Report each line of the material below where the word "github" can be found.

### Supplied records
▬▬▬

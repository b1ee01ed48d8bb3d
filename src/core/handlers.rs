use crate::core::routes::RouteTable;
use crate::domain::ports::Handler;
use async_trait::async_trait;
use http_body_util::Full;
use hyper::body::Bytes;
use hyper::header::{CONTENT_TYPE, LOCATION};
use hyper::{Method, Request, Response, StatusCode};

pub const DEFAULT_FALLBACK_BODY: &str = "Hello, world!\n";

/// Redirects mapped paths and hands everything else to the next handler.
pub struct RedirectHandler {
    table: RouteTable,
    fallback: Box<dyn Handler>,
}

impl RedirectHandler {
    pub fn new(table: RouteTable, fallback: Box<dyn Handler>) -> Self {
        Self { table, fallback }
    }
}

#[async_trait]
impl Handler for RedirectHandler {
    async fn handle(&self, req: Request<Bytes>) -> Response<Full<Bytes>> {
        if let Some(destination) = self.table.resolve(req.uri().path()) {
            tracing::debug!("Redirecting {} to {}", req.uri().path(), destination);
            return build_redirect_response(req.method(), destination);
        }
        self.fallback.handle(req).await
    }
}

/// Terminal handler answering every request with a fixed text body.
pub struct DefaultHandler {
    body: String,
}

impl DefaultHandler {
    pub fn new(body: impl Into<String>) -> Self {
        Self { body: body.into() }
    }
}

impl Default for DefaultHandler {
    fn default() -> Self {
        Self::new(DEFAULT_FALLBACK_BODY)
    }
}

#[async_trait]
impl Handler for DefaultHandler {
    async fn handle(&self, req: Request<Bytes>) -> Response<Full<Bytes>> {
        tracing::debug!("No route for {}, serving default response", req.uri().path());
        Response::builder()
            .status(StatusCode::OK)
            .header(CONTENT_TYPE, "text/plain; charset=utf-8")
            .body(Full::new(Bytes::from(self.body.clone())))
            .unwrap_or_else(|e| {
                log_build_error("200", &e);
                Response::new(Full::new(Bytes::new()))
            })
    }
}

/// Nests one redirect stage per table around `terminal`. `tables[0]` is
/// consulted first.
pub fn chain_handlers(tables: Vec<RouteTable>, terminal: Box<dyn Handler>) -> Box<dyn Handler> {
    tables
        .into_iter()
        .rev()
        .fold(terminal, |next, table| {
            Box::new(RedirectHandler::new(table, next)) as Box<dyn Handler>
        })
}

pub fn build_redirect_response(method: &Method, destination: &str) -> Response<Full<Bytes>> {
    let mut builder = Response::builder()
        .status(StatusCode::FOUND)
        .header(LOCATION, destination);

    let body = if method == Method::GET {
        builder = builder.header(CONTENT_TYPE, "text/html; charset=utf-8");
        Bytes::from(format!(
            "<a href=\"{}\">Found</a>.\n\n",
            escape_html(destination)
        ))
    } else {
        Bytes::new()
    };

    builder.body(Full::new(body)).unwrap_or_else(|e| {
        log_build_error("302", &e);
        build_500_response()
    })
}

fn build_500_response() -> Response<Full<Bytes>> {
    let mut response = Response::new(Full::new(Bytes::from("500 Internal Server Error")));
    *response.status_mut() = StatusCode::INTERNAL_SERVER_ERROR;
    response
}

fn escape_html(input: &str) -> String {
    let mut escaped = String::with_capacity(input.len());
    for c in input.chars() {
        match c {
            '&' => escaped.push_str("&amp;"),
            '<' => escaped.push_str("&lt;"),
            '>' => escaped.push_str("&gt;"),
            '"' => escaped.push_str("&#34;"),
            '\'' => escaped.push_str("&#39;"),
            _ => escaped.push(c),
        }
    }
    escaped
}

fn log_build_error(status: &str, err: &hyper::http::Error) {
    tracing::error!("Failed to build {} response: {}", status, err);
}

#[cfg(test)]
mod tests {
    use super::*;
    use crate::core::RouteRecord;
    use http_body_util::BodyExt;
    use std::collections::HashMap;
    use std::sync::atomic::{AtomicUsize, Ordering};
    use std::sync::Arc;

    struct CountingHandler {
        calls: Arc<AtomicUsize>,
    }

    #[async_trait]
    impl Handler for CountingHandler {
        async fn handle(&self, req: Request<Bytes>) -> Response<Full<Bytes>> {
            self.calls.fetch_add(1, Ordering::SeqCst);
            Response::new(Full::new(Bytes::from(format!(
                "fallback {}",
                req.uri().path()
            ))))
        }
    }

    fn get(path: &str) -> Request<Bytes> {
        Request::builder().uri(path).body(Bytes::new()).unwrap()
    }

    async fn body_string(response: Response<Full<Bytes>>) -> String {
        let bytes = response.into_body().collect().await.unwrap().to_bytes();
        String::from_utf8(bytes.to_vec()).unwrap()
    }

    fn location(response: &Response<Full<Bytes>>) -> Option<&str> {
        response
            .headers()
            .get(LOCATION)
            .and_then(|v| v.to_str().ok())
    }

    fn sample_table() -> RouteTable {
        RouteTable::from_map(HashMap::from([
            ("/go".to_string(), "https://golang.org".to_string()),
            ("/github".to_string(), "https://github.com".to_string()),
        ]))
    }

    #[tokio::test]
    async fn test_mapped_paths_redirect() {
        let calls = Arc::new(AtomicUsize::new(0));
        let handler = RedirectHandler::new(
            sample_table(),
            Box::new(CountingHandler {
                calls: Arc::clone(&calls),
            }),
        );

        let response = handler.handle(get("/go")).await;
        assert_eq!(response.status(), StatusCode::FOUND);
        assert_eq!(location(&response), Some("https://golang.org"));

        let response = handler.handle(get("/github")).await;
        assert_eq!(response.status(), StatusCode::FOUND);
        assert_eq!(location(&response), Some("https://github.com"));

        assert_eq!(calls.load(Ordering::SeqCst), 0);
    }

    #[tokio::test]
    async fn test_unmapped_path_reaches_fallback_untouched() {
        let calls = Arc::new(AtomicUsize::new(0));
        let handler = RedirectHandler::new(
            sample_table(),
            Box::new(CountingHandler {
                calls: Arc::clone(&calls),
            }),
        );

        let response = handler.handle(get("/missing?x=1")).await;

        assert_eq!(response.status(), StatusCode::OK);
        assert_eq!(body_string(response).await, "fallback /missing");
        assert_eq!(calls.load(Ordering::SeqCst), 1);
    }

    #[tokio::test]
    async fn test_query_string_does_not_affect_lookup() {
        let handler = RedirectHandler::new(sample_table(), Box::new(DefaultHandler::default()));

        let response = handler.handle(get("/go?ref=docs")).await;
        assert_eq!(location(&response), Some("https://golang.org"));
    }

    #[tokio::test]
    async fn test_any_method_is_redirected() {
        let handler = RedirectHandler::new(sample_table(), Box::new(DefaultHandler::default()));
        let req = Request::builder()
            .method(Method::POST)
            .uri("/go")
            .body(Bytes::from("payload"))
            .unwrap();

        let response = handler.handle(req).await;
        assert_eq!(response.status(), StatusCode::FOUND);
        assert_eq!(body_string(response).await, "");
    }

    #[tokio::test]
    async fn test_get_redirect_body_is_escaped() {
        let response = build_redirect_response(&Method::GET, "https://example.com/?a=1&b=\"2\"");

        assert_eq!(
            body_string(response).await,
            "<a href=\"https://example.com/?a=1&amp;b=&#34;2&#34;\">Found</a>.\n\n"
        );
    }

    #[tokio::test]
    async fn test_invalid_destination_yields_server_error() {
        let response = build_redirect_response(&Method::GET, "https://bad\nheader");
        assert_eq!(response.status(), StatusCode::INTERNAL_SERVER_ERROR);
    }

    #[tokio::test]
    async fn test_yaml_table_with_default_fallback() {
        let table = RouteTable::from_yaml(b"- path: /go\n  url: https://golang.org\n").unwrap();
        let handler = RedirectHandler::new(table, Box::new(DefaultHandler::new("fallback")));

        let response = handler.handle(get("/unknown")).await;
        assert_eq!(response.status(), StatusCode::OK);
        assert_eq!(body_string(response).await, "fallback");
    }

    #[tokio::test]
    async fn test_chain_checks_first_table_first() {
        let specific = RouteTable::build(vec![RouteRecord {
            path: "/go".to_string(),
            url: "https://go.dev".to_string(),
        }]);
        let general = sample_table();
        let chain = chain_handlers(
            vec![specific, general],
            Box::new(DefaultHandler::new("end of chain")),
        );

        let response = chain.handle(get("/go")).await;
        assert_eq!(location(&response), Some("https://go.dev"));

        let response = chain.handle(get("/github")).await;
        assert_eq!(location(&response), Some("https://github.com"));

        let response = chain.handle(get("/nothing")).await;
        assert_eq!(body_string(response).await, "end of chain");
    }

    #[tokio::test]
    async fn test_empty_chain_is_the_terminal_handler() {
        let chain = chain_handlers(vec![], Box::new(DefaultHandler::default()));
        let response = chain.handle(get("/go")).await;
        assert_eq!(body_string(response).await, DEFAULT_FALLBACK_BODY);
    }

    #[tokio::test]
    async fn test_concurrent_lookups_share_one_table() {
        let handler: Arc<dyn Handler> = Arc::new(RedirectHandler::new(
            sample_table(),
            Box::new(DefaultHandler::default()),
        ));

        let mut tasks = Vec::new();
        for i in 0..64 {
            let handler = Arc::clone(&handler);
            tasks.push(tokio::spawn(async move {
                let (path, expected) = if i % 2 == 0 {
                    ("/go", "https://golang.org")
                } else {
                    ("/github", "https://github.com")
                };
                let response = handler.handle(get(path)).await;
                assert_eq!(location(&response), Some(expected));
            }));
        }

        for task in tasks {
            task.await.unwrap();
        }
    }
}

▬▬▬

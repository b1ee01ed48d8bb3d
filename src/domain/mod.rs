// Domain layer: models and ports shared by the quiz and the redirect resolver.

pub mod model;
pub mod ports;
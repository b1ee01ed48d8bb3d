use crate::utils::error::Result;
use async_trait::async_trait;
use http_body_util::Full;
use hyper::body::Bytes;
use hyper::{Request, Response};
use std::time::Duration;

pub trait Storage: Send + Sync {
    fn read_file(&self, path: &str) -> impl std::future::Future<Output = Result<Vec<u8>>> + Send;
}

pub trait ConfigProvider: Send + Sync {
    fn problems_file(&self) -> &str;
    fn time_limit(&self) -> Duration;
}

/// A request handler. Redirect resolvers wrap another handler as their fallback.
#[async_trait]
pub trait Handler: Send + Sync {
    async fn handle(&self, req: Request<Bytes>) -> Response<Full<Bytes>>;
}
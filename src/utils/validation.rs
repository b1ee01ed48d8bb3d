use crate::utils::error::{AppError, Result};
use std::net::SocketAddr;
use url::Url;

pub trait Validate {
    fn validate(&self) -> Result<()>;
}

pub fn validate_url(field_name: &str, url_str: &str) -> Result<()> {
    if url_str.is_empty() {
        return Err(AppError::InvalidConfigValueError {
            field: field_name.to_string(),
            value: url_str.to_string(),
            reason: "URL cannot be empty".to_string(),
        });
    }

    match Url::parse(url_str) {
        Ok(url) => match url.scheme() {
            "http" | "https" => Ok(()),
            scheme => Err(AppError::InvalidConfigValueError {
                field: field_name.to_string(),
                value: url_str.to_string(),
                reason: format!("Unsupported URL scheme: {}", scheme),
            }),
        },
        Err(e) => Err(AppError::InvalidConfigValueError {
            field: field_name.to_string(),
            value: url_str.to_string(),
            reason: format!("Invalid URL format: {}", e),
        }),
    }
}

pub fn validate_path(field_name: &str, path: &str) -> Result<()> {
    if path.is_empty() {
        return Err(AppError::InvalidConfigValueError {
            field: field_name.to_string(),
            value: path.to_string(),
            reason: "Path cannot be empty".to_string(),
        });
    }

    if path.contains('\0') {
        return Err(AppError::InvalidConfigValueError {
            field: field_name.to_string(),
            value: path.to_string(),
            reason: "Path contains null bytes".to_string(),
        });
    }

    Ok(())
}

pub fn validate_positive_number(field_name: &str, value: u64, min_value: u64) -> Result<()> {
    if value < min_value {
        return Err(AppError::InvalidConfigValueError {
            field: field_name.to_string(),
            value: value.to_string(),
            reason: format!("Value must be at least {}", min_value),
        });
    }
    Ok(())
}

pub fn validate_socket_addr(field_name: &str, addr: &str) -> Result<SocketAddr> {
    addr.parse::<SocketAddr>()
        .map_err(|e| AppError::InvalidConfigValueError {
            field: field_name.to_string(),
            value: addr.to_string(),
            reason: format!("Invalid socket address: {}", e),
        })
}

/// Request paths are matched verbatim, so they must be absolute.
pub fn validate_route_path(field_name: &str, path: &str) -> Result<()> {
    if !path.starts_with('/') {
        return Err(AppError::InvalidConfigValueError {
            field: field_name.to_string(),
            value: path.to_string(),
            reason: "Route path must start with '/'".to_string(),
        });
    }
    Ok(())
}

▬▬▬

### Answer section
            ("/github".to_string(), "https://github.com".to_string()),
        let response = handler.handle(get("/github")).await;
        assert_eq!(location(&response), Some("https://github.com"));
        let response = chain.handle(get("/github")).await;
        assert_eq!(location(&response), Some("https://github.com"));
                    ("/github", "https://github.com")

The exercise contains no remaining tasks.